Before Johnson v. Avery, jailhouse lawyers were routinely thrown into the hole for their writ-writing activities. In Johnson’s wake, however, states across the country lost a series of cases brought by jailhouse lawyers who, as a direct consequence of their violation of prison regulations, had lost good time, or a cut in one’s term, and other amenities. For example, in Ayers v. Ciccone, a federal court granted a writ of habeas corpus, ordered restoration of the petitioner’s good time, and issued a permanent injunction against the enforcement of the regulation without a “reasonable alternative” that offered legal help to prisoners of the Missouri Medical Center.10
But a funny thing happened in the aftermath of Johnson v. Avery.
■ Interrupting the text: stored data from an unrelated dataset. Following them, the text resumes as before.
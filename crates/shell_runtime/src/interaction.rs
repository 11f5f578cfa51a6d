//! Pointer-driven drag and resize sessions.
//!
//! The engine turns pointer positions into [`ShellAction`] values; it never touches state
//! itself. A session lives from pointer-down to pointer-up. While one is active the engine holds
//! the guard returned by [`PointerTracking::attach`], so document-level move/up listeners exist
//! exactly as long as the session does.

use crate::{
    model::{
        Point, ShellState, WindowGeometry, WindowId, WindowUpdate, MIN_WINDOW_HEIGHT,
        MIN_WINDOW_WIDTH,
    },
    reducer::ShellAction,
};

#[derive(Debug, Clone, Copy, PartialEq, Eq, Hash)]
/// Edge or corner hit region a resize starts from.
pub enum ResizeDirection {
    North,
    South,
    East,
    West,
    NorthEast,
    NorthWest,
    SouthEast,
    SouthWest,
}

impl ResizeDirection {
    pub const ALL: [Self; 8] = [
        Self::North,
        Self::South,
        Self::East,
        Self::West,
        Self::NorthEast,
        Self::NorthWest,
        Self::SouthEast,
        Self::SouthWest,
    ];

    pub fn has_top(self) -> bool {
        matches!(self, Self::North | Self::NorthEast | Self::NorthWest)
    }

    pub fn has_bottom(self) -> bool {
        matches!(self, Self::South | Self::SouthEast | Self::SouthWest)
    }

    pub fn has_left(self) -> bool {
        matches!(self, Self::West | Self::NorthWest | Self::SouthWest)
    }

    pub fn has_right(self) -> bool {
        matches!(self, Self::East | Self::NorthEast | Self::SouthEast)
    }

    pub fn css_class(self) -> &'static str {
        match self {
            Self::North => "edge-n",
            Self::South => "edge-s",
            Self::East => "edge-e",
            Self::West => "edge-w",
            Self::NorthEast => "edge-ne",
            Self::NorthWest => "edge-nw",
            Self::SouthEast => "edge-se",
            Self::SouthWest => "edge-sw",
        }
    }
}
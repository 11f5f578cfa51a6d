//! Dispatch entry point owning the canonical [`ShellState`].
//!
//! Each dispatch reduces a private copy and then swaps in a new [`Rc`], so readers holding a
//! snapshot never observe a partially applied action.

use std::rc::Rc;

use crate::{
    model::{PersistableShellConfig, ShellState},
    persistence::{export_config_json, import_config_json, PersistenceError},
    reducer::{reduce_shell, RuntimeEffect, ShellAction},
    window_manager::{SpawnJitter, WindowPlacement},
};

#[derive(Debug, Clone, Copy, PartialEq, Eq, Hash)]
/// Handle returned by [`ShellStore::subscribe`].
pub struct SubscriptionId(u64);

type Subscriber = Box<dyn Fn(&Rc<ShellState>)>;

pub struct ShellStore {
    state: Rc<ShellState>,
    placement: Box<dyn WindowPlacement>,
    subscribers: Vec<(SubscriptionId, Subscriber)>,
    next_subscription: u64,
}

impl Default for ShellStore {
    fn default() -> Self {
        Self::new(ShellState::default())
    }
}

impl ShellStore {
    /// Store with clock-seeded spawn jitter.
    pub fn new(state: ShellState) -> Self {
        Self::with_placement(state, Box::new(SpawnJitter::from_clock()))
    }

    pub fn with_placement(state: ShellState, placement: Box<dyn WindowPlacement>) -> Self {
        Self {
            state: Rc::new(state),
            placement,
            subscribers: Vec::new(),
            next_subscription: 0,
        }
    }

    pub fn from_config(config: PersistableShellConfig) -> Self {
        Self::new(ShellState::from_config(config))
    }

    /// Current snapshot. Cheap to clone and never mutated afterwards.
    pub fn state(&self) -> Rc<ShellState> {
        Rc::clone(&self.state)
    }

    /// Applies `action`, notifies subscribers when the state changed, and returns the effects
    /// the host should run.
    pub fn dispatch(&mut self, action: ShellAction) -> Vec<RuntimeEffect> {
        let mut next = ShellState::clone(&self.state);
        let effects = reduce_shell(&mut next, action, self.placement.as_mut());
        if next != *self.state {
            self.state = Rc::new(next);
            for (_, subscriber) in &self.subscribers {
                subscriber(&self.state);
            }
        }
        effects
    }

    /// Replaces the configuration with an imported document.
    ///
    /// A document that fails to parse is logged and returned as an error; the current state is
    /// kept and no effects are produced.
    pub fn import_config(&mut self, raw: &str) -> Result<Vec<RuntimeEffect>, PersistenceError> {
        let config = import_config_json(raw)?;
        Ok(self.dispatch(ShellAction::LoadConfig { config }))
    }

    pub fn export_config(&self) -> Result<String, PersistenceError> {
        export_config_json(&self.state)
    }

    pub fn subscribe(&mut self, subscriber: impl Fn(&Rc<ShellState>) + 'static) -> SubscriptionId {
        let id = SubscriptionId(self.next_subscription);
        self.next_subscription += 1;
        self.subscribers.push((id, Box::new(subscriber)));
        id
    }

    /// Returns `false` if `id` was not subscribed.
    pub fn unsubscribe(&mut self, id: SubscriptionId) -> bool {
        let before = self.subscribers.len();
        self.subscribers.retain(|(existing, _)| *existing != id);
        self.subscribers.len() != before
    }
}

#[cfg(test)]
mod tests {
    use std::cell::RefCell;

    use pretty_assertions::assert_eq;

    use super::*;
    use crate::{
        model::{Language, Point, TimeFormat},
        window_manager::FixedPlacement,
    };

    fn store() -> ShellStore {
        ShellStore::with_placement(
            ShellState::default(),
            Box::new(FixedPlacement(Point::new(150.0, 150.0))),
        )
    }

    #[test]
    fn dispatch_replaces_the_snapshot_and_keeps_old_ones_intact() {
        let mut store = store();
        let before = store.state();

        store.dispatch(ShellAction::OpenWindow {
            window_id: "settings".into(),
        });
        let after = store.state();

        assert!(before.session.windows.is_empty());
        assert_eq!(after.session.windows.len(), 1);
        assert_eq!(after.session.windows[0].position, Point::new(150.0, 150.0));
        assert!(!Rc::ptr_eq(&before, &after));
    }

    #[test]
    fn subscribers_see_changes_only() {
        let mut store = store();
        let seen = Rc::new(RefCell::new(Vec::new()));
        let sink = Rc::clone(&seen);
        let id = store.subscribe(move |state| {
            sink.borrow_mut().push(state.session.windows.len());
        });

        store.dispatch(ShellAction::OpenWindow {
            window_id: "a".into(),
        });
        store.dispatch(ShellAction::CloseWindow {
            window_id: "missing".into(),
        });
        store.dispatch(ShellAction::OpenWindow {
            window_id: "b".into(),
        });
        assert_eq!(*seen.borrow(), vec![1, 2]);

        assert!(store.unsubscribe(id));
        assert!(!store.unsubscribe(id));
        store.dispatch(ShellAction::OpenWindow {
            window_id: "c".into(),
        });
        assert_eq!(seen.borrow().len(), 2);
    }

    #[test]
    fn dispatch_returns_reducer_effects() {
        let mut store = store();
        let effects = store.dispatch(ShellAction::SetLanguage {
            language: Language::Tr,
        });
        assert_eq!(effects, vec![RuntimeEffect::PersistConfig]);
        assert_eq!(store.state().config.language, Language::Tr);

        let effects = store.dispatch(ShellAction::BringToFront {
            window_id: "nobody".into(),
        });
        assert!(effects.is_empty());
    }

    #[test]
    fn export_then_import_restores_the_configuration() {
        let mut store = store();
        store.dispatch(ShellAction::SetLanguage {
            language: Language::Tr,
        });
        store.dispatch(ShellAction::SetTimeFormat {
            time_format: TimeFormat::TwelveHour,
        });
        let exported = store.export_config().expect("export");

        let mut fresh = self::store();
        let effects = fresh.import_config(&exported).expect("import");
        assert_eq!(effects, vec![RuntimeEffect::PersistConfig]);
        assert_eq!(fresh.state().config, store.state().config);
    }

    #[test]
    fn rejected_import_keeps_state_and_notifies_nobody() {
        let mut store = store();
        store.dispatch(ShellAction::SetLanguage {
            language: Language::Tr,
        });
        let before = store.state();
        let calls = Rc::new(RefCell::new(0));
        let sink = Rc::clone(&calls);
        store.subscribe(move |_| *sink.borrow_mut() += 1);

        let result = store.import_config("{\"language\": ");
        assert!(matches!(result, Err(PersistenceError::ImportParseFailure(_))));
        assert!(Rc::ptr_eq(&before, &store.state()));
        assert_eq!(*calls.borrow(), 0);
    }
}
Prison administrators began using other reasons and pretexts to punish prisoners who were active jailhouse lawyers—especially those who were engaged in civil actions against the prison administration.
In 1991, a group of scholars, researchers, and activists headed by Mark S. Hamm conducted an extensive review of disciplinary actions occurring in prisons across the country. The study found that no segment of the modern American prison population—not Blacks nor gays nor AIDS patients nor gang members—outweighed jailhouse lawyers when it came to prisoners who were targeted by the prison administration for punishment.
In their report, “The Myth of Humane Imprisonment,”11 the writers presented a telling tableau of the most frequently disciplined groups of prisoners:
Table 1 12
Group | Percentage of sample |
Jailhouse lawyers | 62.1 |
Blacks | 51.2 |
mentally ill | 37.5 |
Gang members | 32.7 |
Political prisoners | 33.3 |
Hispanics | 29.6 |
Homosexuals | 24.0 |
Whites | 20.1 |
AIDS patients | 18.4 |
Physically handicapped | 17.3 |
Asians | 5.0 |
The report notes, “Respondents observed that guards and administrators had a standard practice of singling out jailhouse lawyers for discipline and retaliation for challenging the status quo.” It is telling that those who, for the most part, are the most studious of prisoners, those who are most apt to use pen and paper—rather than, say, a “lock in a sock”—to address and resolve grievances, are the most targeted of all prison populations. It speaks volumes about the threats posed to the people who think and who work to transform the repressive power relations that exist in every prison in the United States.
While the Hamm report may not have met the standards of rigor required by academic journals, other studies, such as that undertaken in furtherance of the civil actions of Ruiz v. Estelle,13 have certainly confirmed that prison discipline is disproportionately harsh on jailhouse lawyers.
Few people are better situated than jailhouse lawyers to observe the contradictions in society and, on occasion, to bring them forth into public view. For their services, for protecting the Constitution from violation, their institutional reward is often a bitter consignment to the depths of the hole. The reason is actually quite simple: unlike other groups in prisons, jailhouse lawyers, in helping to free other prisoners or reduce their sentences, act to challenge how the joint is run. Jailhouse lawyers force prisons to change their formal rules and regulations, especially when they are illogical or downright silly, and for this administrators unleash their disciplinary arsenal with special vehemence.
That is why in every hole, in every prison, you will find some jailhouse lawyers who are there on pretextual—and frequently false—disciplinary reports. Under U.S. constitutional law, it was no longer kosher to write them up for being a jailhouse lawyer. Other “cover charges” are inflicted instead.
That’s the way the game is now played.